受虐总裁 第四章
作者:寄秋

唔!好舒服……就是那里、就是那里……再按重点……对对对……脚抽筋……啊!痛痛痛……拉……拉筋……轻一点……揉揉……小心……肚子……不是要生了……小孩子踢……

奇怪,元修怎么变温柔了,不骂人也不吼人,脾气好得可以得乖乖奖,她生病了吗?

嗯!在作梦,一定是梦,暖暖的被窝有着熏衣草的味道,满山的黄花开遍一季春晓,酷寒的冬天终于过去了,不再手冰脚冰的直喊冷。

民宿的春天很诗意,鸟语花香充满清新的气息,少了都市的尘嚣和烦扰,步调缓慢带着没有压力的悠闲,最适合养小孩兼养老。

只是好象有蚊子,老在脸上飞飞停停,既不叮咬也不飞走,有一下没一下的沾染,让人想睡又睡不安稳,很想一巴掌给牠死……

啊!不行、不行,不能杀生,孕妇要积德,放牠一条生路,上天有好生之德,阿弥陀佛。

眉缩又松开,似在说梦话又快清醒的蒋思思想翻个身侧躺,可是前倾的吨位实在是一大负荷,她动了两下嘤吟一声,一股助力绕过婴儿山轻柔的为她翻身,还不忘在后腰塞了个软软的枕头。

呼!真好,元修,谢谢了。

“不客气。”

当然不用客气,元修这人最懂得软土深掘,她……唔,不对,她的声音怪怪的,低沉沙哑微带磁性的吸引力,好象她认识的某人喔!

欸!真可怜,八成是生病了,叫她睡相好一点不要乱踢被偏是不听,顽固又死性子不改,这下感冒了吧!她又要花钱买药吃了。

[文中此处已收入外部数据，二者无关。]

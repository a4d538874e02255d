use tracing::trace;

use veilgate_shared::camera::Eye;

use crate::backend::{RenderBackend, SubRenderOptions, ViewRender};
use crate::frame::FrameContext;
use crate::placement::CameraPlacement;
use crate::pool::TexturePool;
use crate::portal::PortalScene;

/// Renders resolved placements for one eye, deepest first, and writes the
/// resulting textures into the surface materials. Returns the number of
/// sub-renders issued. Every pool lock is released before returning.
pub fn execute(
    ctx: &FrameContext<'_>,
    scene: &mut PortalScene,
    pool: &mut TexturePool,
    backend: &mut dyn RenderBackend,
    eye: Eye,
    placements: &[CameraPlacement],
) -> usize {
    let recursions = ctx.recursions();
    let options = SubRenderOptions::from_quality(&ctx.settings.quality);
    let mut renders = 0;

    for (index, placement) in placements.iter().enumerate() {
        let Some(surface) = scene.surface_mut(placement.surface) else {
            continue;
        };
        if placement.is_terminal(recursions) {
            surface.update_material(eye, None, placement.depth, f32::INFINITY, recursions);
            continue;
        }

        let skybox = surface.custom_skybox.or(ctx.skybox);
        let slot = pool.acquire(eye, backend);
        pool.lock(slot, placement.key(), placement.ancestors.is_root());
        let Some(target) = pool.get(slot).map(|texture| texture.handle) else {
            continue;
        };

        backend.render_view(&ViewRender {
            target,
            surface: placement.surface,
            eye,
            depth: placement.depth,
            view: placement.view,
            projection: placement.projection,
            culling_matrix: placement.culling_matrix,
            use_occlusion_culling: ctx.settings.quality.use_occlusion_culling,
            position: placement.position,
            rotation: placement.rotation,
            near: placement.near,
            far: placement.far,
            skybox,
            options,
        });
        renders += 1;
        trace!(
            "Rendered {} at depth {} into {target:?} for {eye:?}",
            placement.surface,
            placement.depth
        );

        surface.update_material(eye, Some(target), placement.depth, placement.distance, recursions);

        // Rendering this view may have overwritten materials that siblings
        // under the same parent already filled in.
        for (other_index, sibling) in placements.iter().enumerate() {
            if other_index == index || sibling.depth != placement.depth || sibling.ancestors != placement.ancestors {
                continue;
            }
            let Some(texture) = pool.texture_for(sibling.key(), eye) else {
                continue;
            };
            if let Some(surface) = scene.surface_mut(sibling.surface) {
                surface.update_material(eye, Some(texture), sibling.depth, sibling.distance, recursions);
            }
        }
    }

    pool.release_all();
    renders
}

睡过去一点不要传染给我,我是孕妇最大,把妳的病毒和细菌带走,我女儿出生要是少只胳臂缺条腿,妳要给我负责。

“好,我负责,但我没有感冒。”孕妇的确最大,不能有一丝闪失。

“还说没感冒,声音低得像男的……呃,我在作梦,看错了,元修没去变性……”看错了、看错了,她还没睡醒。

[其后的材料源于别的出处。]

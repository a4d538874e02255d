use serde::{Deserialize, Serialize};

#[derive(Debug, Copy, Clone, PartialEq, Serialize, Deserialize)]
pub struct Keyframe {
    pub time: f32,
    pub value: f32,
    #[serde(default)]
    pub in_tangent: f32,
    #[serde(default)]
    pub out_tangent: f32,
}

impl Keyframe {
    pub const fn new(time: f32, value: f32, in_tangent: f32, out_tangent: f32) -> Self {
        Self {
            time,
            value,
            in_tangent,
            out_tangent,
        }
    }

    pub const fn flat(time: f32, value: f32) -> Self {
        Self::new(time, value, 0.0, 0.0)
    }
}

/// Cubic Hermite curve over sorted keyframes. Outside the key range the
/// curve holds the first or last value.
#[derive(Debug, Clone, PartialEq, Serialize, Deserialize)]
pub struct FadeCurve {
    keys: Vec<Keyframe>,
}

impl Default for FadeCurve {
    fn default() -> Self {
        Self::linear(0.0, 0.0, 1.0, 1.0)
    }
}

impl FadeCurve {
    pub fn new(mut keys: Vec<Keyframe>) -> Self {
        keys.retain(|key| key.time.is_finite() && key.value.is_finite());
        keys.sort_by(|a, b| a.time.total_cmp(&b.time));
        Self { keys }
    }

    pub fn linear(start_time: f32, start_value: f32, end_time: f32, end_value: f32) -> Self {
        let span = end_time - start_time;
        let slope = if span.abs() > f32::EPSILON {
            (end_value - start_value) / span
        } else {
            0.0
        };
        Self::new(vec![
            Keyframe::new(start_time, start_value, slope, slope),
            Keyframe::new(end_time, end_value, slope, slope),
        ])
    }

    pub fn keys(&self) -> &[Keyframe] {
        &self.keys
    }

    pub fn evaluate(&self, time: f32) -> f32 {
        let (Some(first), Some(last)) = (self.keys.first(), self.keys.last()) else {
            return 0.0;
        };
        if time.is_nan() || time <= first.time {
            return first.value;
        }
        if time >= last.time {
            return last.value;
        }

        let upper = self.keys.partition_point(|key| key.time <= time);
        let k0 = self.keys[upper - 1];
        let k1 = self.keys[upper];
        let span = k1.time - k0.time;
        if span <= f32::EPSILON {
            return k1.value;
        }

        let t = (time - k0.time) / span;
        let t2 = t * t;
        let t3 = t2 * t;
        let h00 = 2.0 * t3 - 3.0 * t2 + 1.0;
        let h10 = t3 - 2.0 * t2 + t;
        let h01 = -2.0 * t3 + 3.0 * t2;
        let h11 = t3 - t2;
        h00 * k0.value + h10 * span * k0.out_tangent + h01 * k1.value + h11 * span * k1.in_tangent
    }
}

/// Fades the portal toward its blend color over the last stretch of the
/// rendering distance.
pub fn default_color_blend() -> FadeCurve {
    FadeCurve::new(vec![
        Keyframe::flat(0.0, 0.0),
        Keyframe::flat(0.6, 0.0),
        Keyframe::flat(1.0, 1.0),
    ])
}

pub fn default_albedo_alpha() -> FadeCurve {
    FadeCurve::new(vec![
        Keyframe::new(0.0, 0.0, 0.0, 0.0),
        Keyframe::new(0.01, 0.0, 0.0, 45.0),
        Keyframe::new(0.03, 0.9, 45.0, 0.0),
        Keyframe::new(0.6, 0.9, 0.0366, 0.0366),
        Keyframe::flat(1.0, 2.2),
    ])
}

pub fn default_refraction() -> FadeCurve {
    FadeCurve::new(vec![
        Keyframe::new(0.0, 0.0, -0.000_312_7, -0.000_312_7),
        Keyframe::flat(0.05, 0.0),
        Keyframe::new(0.994_62, 0.198_986, -0.005_004, -0.005_004),
    ])
}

睡得眼蒙蒙的蒋思思透过垂下的眼睫瞧见一张男人的脸,她惊恐的连忙阖上眼默念佛号,期望观世音菩萨将可怕的恶梦赶走。

但是那股淡淡的酒味夹杂着熟悉的体味,让她心口咚了一下,还是拒绝相信事实,潜意识里仍当一场梦,只要两眼不张依然在梦中。

只是有些事故意要忽视却忽视不了,就像浴室里的水管漏水,明明只有一小滴一小滴慢慢地滴落,可却能清楚得传入耳内扰人清梦。

结果呢?那逃避的眼悄然地掀开一条小细缝,以眼角的余光辨认真伪。

“早呀!孩子的妈。”她应该睡得很好吧!满脸红润得像清晨的第一道曙光。

“啊--你……你怎么会在这里?!”惊恐加惊吓,等于世纪大恐慌。

“一大早练练肺活量也不错,就怕吵醒其它房客。”声音有力,宏亮悦耳,看来她今天的精神很好。

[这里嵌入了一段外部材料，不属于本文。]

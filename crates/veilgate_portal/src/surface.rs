use bytemuck::{Pod, Zeroable};
use glam::{Quat, Vec3, Vec4};
use tracing::trace;

use veilgate_shared::bounds::Aabb;
use veilgate_shared::camera::{Camera, Eye};
use veilgate_shared::curve::{default_albedo_alpha, default_color_blend, default_refraction, FadeCurve};
use veilgate_shared::geometry::{project_onto_plane, rotate_around_pivot, Plane, Rect2};
use veilgate_shared::transform::Transform;

use crate::backend::{SkyboxId, TextureHandle};

pub const DEFAULT_MAX_RENDERING_DISTANCE: f32 = 5.0;
pub const DEFAULT_CLIPPING_PLANE_OFFSET: f32 = -0.002;
pub const DEFAULT_OBLIQUE_DISABLE_DISTANCE: f32 = 0.02;

/// How far a frustum ray is pushed before falling back to a plane projection.
const FRUSTUM_FALLBACK_REACH: f32 = 25.0;
/// Outward push applied to a shrunk rectangle, relative to its distance from the camera.
const SHRINK_PADDING: f32 = 0.025;
/// Minimum distance of the view-cone projection plane in front of the surface.
const MIN_PROJECTION_OFFSET: f32 = 0.01;

/// `force_eye` value meaning the shader picks the texture of the eye being drawn.
pub const FORCE_EYE_NONE: i32 = -1;

/// Shader-facing state of a portal surface, written every render pass.
#[derive(Debug, Clone, PartialEq)]
pub struct MaterialState {
    pub fade_color: Vec4,
    pub current_distance_blend: f32,
    pub albedo_alpha: f32,
    pub refraction: f32,
    pub texture_left: Option<TextureHandle>,
    pub texture_right: Option<TextureHandle>,
    pub force_eye: i32,
    pub transparent: bool,
    pub viewer_position: Vec3,
    pub viewer_direction: Vec3,
}

impl Default for MaterialState {
    fn default() -> Self {
        Self {
            fade_color: Vec4::new(0.0, 0.0, 0.0, 1.0),
            current_distance_blend: 0.0,
            albedo_alpha: 0.0,
            refraction: 0.0,
            texture_left: None,
            texture_right: None,
            force_eye: FORCE_EYE_NONE,
            transparent: false,
            viewer_position: Vec3::ZERO,
            viewer_direction: Vec3::NEG_Z,
        }
    }
}

/// Uniform block mirrored from [`MaterialState`] for upload by the host.
#[repr(C)]
#[derive(Debug, Copy, Clone, Pod, Zeroable)]
pub struct PortalMaterialUniform {
    pub fade_color: [f32; 4],
    pub viewer_position: [f32; 4],
    pub viewer_direction: [f32; 4],
    pub fade_color_blend: f32,
    pub albedo_alpha: f32,
    pub refraction: f32,
    pub force_eye: i32,
    pub use_transparency: u32,
    pub _padding: [u32; 3],
}

/// The renderable rectangle of a portal. Local +Z points into the portal;
/// the viewer side is local -Z.
#[derive(Debug, Clone)]
pub struct PortalSurface {
    pub transform: Transform,
    /// Mesh bounds in surface-local space.
    pub local_bounds: Aabb,
    pub enabled: bool,
    pub has_material: bool,
    /// Host-reported mesh visibility for the current camera.
    pub renderer_visible: bool,
    pub max_rendering_distance: f32,
    pub clipping_plane_offset: f32,
    pub require_oblique_projection: bool,
    pub near_distance_to_start_disabling_oblique: f32,
    pub use_color_blending: bool,
    pub color_blend_curve: FadeCurve,
    pub use_albedo_alpha_fading: bool,
    pub albedo_alpha_curve: FadeCurve,
    pub use_refraction_fading: bool,
    pub refraction_curve: FadeCurve,
    pub custom_skybox: Option<SkyboxId>,
    pub material: MaterialState,
    was_too_far: bool,
}

impl Default for PortalSurface {
    fn default() -> Self {
        Self::new(Transform::IDENTITY, Aabb::new(Vec3::new(-0.5, -0.5, 0.0), Vec3::new(0.5, 0.5, 0.0)))
    }
}

impl PortalSurface {
    pub fn new(transform: Transform, local_bounds: Aabb) -> Self {
        Self {
            transform,
            local_bounds,
            enabled: true,
            has_material: true,
            renderer_visible: true,
            max_rendering_distance: DEFAULT_MAX_RENDERING_DISTANCE,
            clipping_plane_offset: DEFAULT_CLIPPING_PLANE_OFFSET,
            require_oblique_projection: true,
            near_distance_to_start_disabling_oblique: DEFAULT_OBLIQUE_DISABLE_DISTANCE,
            use_color_blending: true,
            color_blend_curve: default_color_blend(),
            use_albedo_alpha_fading: false,
            albedo_alpha_curve: default_albedo_alpha(),
            use_refraction_fading: false,
            refraction_curve: default_refraction(),
            custom_skybox: None,
            material: MaterialState::default(),
            was_too_far: false,
        }
    }

    /// Rectangle of `width` by `height` centred on the surface origin.
    pub fn rectangle(transform: Transform, width: f32, height: f32) -> Self {
        let half = Vec3::new(width * 0.5, height * 0.5, 0.0);
        Self::new(transform, Aabb::new(-half, half))
    }

    pub fn position(&self) -> Vec3 {
        self.transform.position
    }

    pub fn rotation(&self) -> Quat {
        self.transform.rotation
    }

    pub fn forward(&self) -> Vec3 {
        self.transform.forward()
    }

    /// Surface plane whose positive side is the viewer side.
    pub fn plane(&self) -> Plane {
        Plane::from_normal_and_point(-self.forward(), self.position())
    }

    pub fn world_aabb(&self) -> Aabb {
        self.local_bounds.transformed(self.transform.matrix())
    }

    /// Closest point of the mesh bounds to `position`, flattened onto the surface plane.
    pub fn closest_point_flattened(&self, position: Vec3) -> Vec3 {
        let on_bounds = self.world_aabb().closest_point(position);
        self.plane().closest_point(on_bounds)
    }

    pub fn distance_to(&self, position: Vec3) -> f32 {
        self.closest_point_flattened(position).distance(position)
    }

    /// World rectangle of the mesh bounds, ordered bottom-left, bottom-right,
    /// top-left, top-right, moved `offset` toward the viewer side.
    pub fn world_bounds(&self, offset: f32) -> [Vec3; 4] {
        let min = self.local_bounds.min;
        let max = self.local_bounds.max;
        let shift = -self.forward() * offset;
        [
            Vec3::new(min.x, min.y, min.z),
            Vec3::new(max.x, min.y, min.z),
            Vec3::new(min.x, max.y, min.z),
            Vec3::new(max.x, max.y, min.z),
        ]
        .map(|corner| self.transform.transform_point(corner) + shift)
    }

    /// Intersection of the camera's view cone on the surface plane with the
    /// surface rectangle, in the same corner order as [`Self::world_bounds`].
    /// Falls back to the full rectangle when the two do not overlap.
    pub fn shrink_to_visible_bounds(&self, camera: &Camera, offset: f32) -> [Vec3; 4] {
        let bounds = self.world_bounds(offset);
        let nudge = if offset < MIN_PROJECTION_OFFSET {
            MIN_PROJECTION_OFFSET - offset.max(0.0)
        } else {
            0.0
        };
        let plane = Plane::from_normal_and_point(-self.forward(), self.position() - self.forward() * (offset + nudge));
        let eye = camera.position();
        let pivot = self.position();
        let unrotate = self.rotation().inverse();

        let on_plane = camera.world_frustum_corners(1.0).map(|corner| {
            project_onto_plane(eye, corner, &plane)
                .unwrap_or_else(|| plane.closest_point(eye + (corner - eye) * FRUSTUM_FALLBACK_REACH))
        });

        let flat_frustum = on_plane.map(|p| rotate_around_pivot(p, pivot, unrotate));
        let flat_bounds = bounds.map(|p| rotate_around_pivot(p, pivot, unrotate));

        let frustum_rect = Rect2::from_points(flat_frustum.iter().map(|p| p.truncate()));
        let bounds_rect = Rect2::from_points(flat_bounds.iter().map(|p| p.truncate()));

        let Some(visible) = frustum_rect.intersection(&bounds_rect) else {
            return bounds;
        };

        let z = flat_frustum[0].z;
        [
            Vec3::new(visible.min.x, visible.min.y, z),
            Vec3::new(visible.max.x, visible.min.y, z),
            Vec3::new(visible.min.x, visible.max.y, z),
            Vec3::new(visible.max.x, visible.max.y, z),
        ]
        .map(|p| {
            let p = rotate_around_pivot(p, pivot, self.rotation());
            p + (p - eye) * SHRINK_PADDING
        })
    }

    /// Whether this surface should be rendered for `camera`.
    ///
    /// With `ignore_distance` unset, a surface beyond its maximum rendering
    /// distance is rejected and, on the frame it crosses that limit, its
    /// material is snapped to the fully faded look.
    pub fn is_visible(&mut self, camera: &Camera, ignore_distance: bool, near_offset: f32, ignore_culling: bool) -> bool {
        if !self.enabled || !self.has_material {
            return false;
        }
        if !ignore_culling && !self.renderer_visible {
            return false;
        }

        let to_camera = camera.position() - self.position();
        if (-self.forward()).dot(to_camera) < -near_offset {
            return false;
        }

        if !ignore_distance {
            let too_far = self.distance_to(camera.position()) > self.max_rendering_distance;
            if too_far && !self.was_too_far {
                trace!("Portal surface at {} moved out of rendering distance", self.position());
                self.force_fully_faded();
            }
            self.was_too_far = too_far;
            if too_far {
                return false;
            }
        }

        let mut frustum = camera.frustum();
        frustum.loosen_near(camera.forward(), near_offset);
        frustum.intersects_aabb(&self.world_aabb())
    }

    /// Writes the result of one render into the material.
    ///
    /// At `depth >= recursions + 1` nothing was rendered for this surface, so
    /// it takes the fully faded look regardless of texture or distance.
    pub fn update_material(&mut self, eye: Eye, texture: Option<TextureHandle>, depth: u32, distance: f32, recursions: u32) {
        if !self.has_material {
            return;
        }
        if depth >= recursions + 1 {
            self.force_fully_faded();
            return;
        }

        self.material.force_eye = eye.index();
        if let Some(texture) = texture {
            match eye {
                Eye::Left => self.material.texture_left = Some(texture),
                Eye::Right => self.material.texture_right = Some(texture),
            }
        }
        self.enable_transparency();

        let t = if self.max_rendering_distance > 0.0 {
            distance / self.max_rendering_distance
        } else {
            1.0
        };
        if self.use_color_blending {
            self.material.current_distance_blend = self.color_blend_curve.evaluate(t);
        }
        if self.use_albedo_alpha_fading {
            self.material.albedo_alpha = self.albedo_alpha_curve.evaluate(t);
        }
        if self.use_refraction_fading {
            self.material.refraction = self.refraction_curve.evaluate(t);
        }
    }

    fn force_fully_faded(&mut self) {
        if self.use_color_blending {
            self.material.current_distance_blend = self.color_blend_curve.evaluate(1.0);
        }
        if self.use_albedo_alpha_fading {
            self.material.albedo_alpha = self.albedo_alpha_curve.evaluate(1.0);
        }
        if self.use_refraction_fading {
            self.material.refraction = self.refraction_curve.evaluate(1.0);
        }
    }

    pub fn update_viewer_in_material(&mut self, position: Vec3, direction: Vec3) {
        self.material.viewer_position = position;
        self.material.viewer_direction = direction;
    }

    pub fn enable_transparency(&mut self) {
        self.material.transparent = true;
    }

    pub fn disable_transparency(&mut self) {
        self.material.transparent = false;
    }

    pub fn clear_force_eye(&mut self) {
        self.material.force_eye = FORCE_EYE_NONE;
    }

    pub fn force_left_eye(&mut self) {
        self.material.force_eye = Eye::Left.index();
    }

    pub fn set_fade_color(&mut self, color: Vec4) {
        self.material.fade_color = color;
    }

    /// Drops cached textures and fade results, as after a material swap.
    pub fn refresh_material(&mut self) {
        let fade_color = self.material.fade_color;
        self.material = MaterialState {
            fade_color,
            ..MaterialState::default()
        };
        self.was_too_far = false;
    }

    /// Copies the look and distance settings of `source` onto this surface.
    pub fn copy_settings_from(&mut self, source: &PortalSurface) {
        self.has_material = source.has_material;
        self.max_rendering_distance = source.max_rendering_distance;
        self.use_color_blending = source.use_color_blending;
        self.material.fade_color = source.material.fade_color;
        self.color_blend_curve = source.color_blend_curve.clone();
        self.use_albedo_alpha_fading = source.use_albedo_alpha_fading;
        self.albedo_alpha_curve = source.albedo_alpha_curve.clone();
        self.use_refraction_fading = source.use_refraction_fading;
        self.refraction_curve = source.refraction_curve.clone();
        self.clipping_plane_offset = source.clipping_plane_offset;
        self.require_oblique_projection = source.require_oblique_projection;
        self.near_distance_to_start_disabling_oblique = source.near_distance_to_start_disabling_oblique;
    }

    pub fn material_uniform(&self) -> PortalMaterialUniform {
        let m = &self.material;
        PortalMaterialUniform {
            fade_color: m.fade_color.to_array(),
            viewer_position: m.viewer_position.extend(1.0).to_array(),
            viewer_direction: m.viewer_direction.extend(0.0).to_array(),
            fade_color_blend: m.current_distance_blend,
            albedo_alpha: m.albedo_alpha,
            refraction: m.refraction,
            force_eye: m.force_eye,
            use_transparency: u32::from(m.transparent),
            _padding: [0; 3],
        }
    }
}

“喔!对不起,音量要放轻,不然吵到其它客人会被元修砍……”不对!她干么要向他道歉?!“我是说你为什么会在我房里?”

他应该住在最里间的卧室,离她的房间足足有一个台湾海峡远,他怎么攀山越岭,穿越重重海洋过来,那太诡异了。

“门没关。”这是他的理由。

门没关?“门为什么没关,我明明有上锁。”

“因为妳记错了,妳一向没什么记性。”散漫的个性不可能因当了母亲而改变。

“是这样吗?”原来是她又忘了关门,难怪他进得来。

咦,这也不对,又不是他的房间进来干么?

一见她迷惑的眼转为狐疑,神情自在的卫京云为她抚捏略显水肿的腿。“辛苦了,思思,怀孕很累吧!”

“还好,没什么晨吐的现象也不嗜睡,饮食和平时一样不挑嘴……”呃,好象有什么地方怪怪的,老觉得大脑中间有硬块堵住。

不通、不通,她似乎遗忘了一件事。

到底是什么事呢?

想不起来,就是想不起来,苦恼呀!

“女儿还没出生就懂得孝顺妳,不吵不闹地在妳肚子里待上十个月。”乖宝贝,要继续听话,别吵了妳妈咪。

卫京云抚着圆凸的小山,在心里与女儿对话,几个月前她还是指头大小的小胚胎,小小的心脏还未发育好已开始跳动,宣告她的到来。

生命是一个奇迹,谁晓得肉眼瞧不清楚的小东西会如此活跃,在母亲的体内茁壮成长,长出小手小脚和可爱的小身体,双眼微闭地沉睡在温暖的羊水里。

在小肮平坦的时候,他根本体会不到为人父亲的喜悦,只能猜想她是不是在子宫内着床,要多久的时间才能睁开眼。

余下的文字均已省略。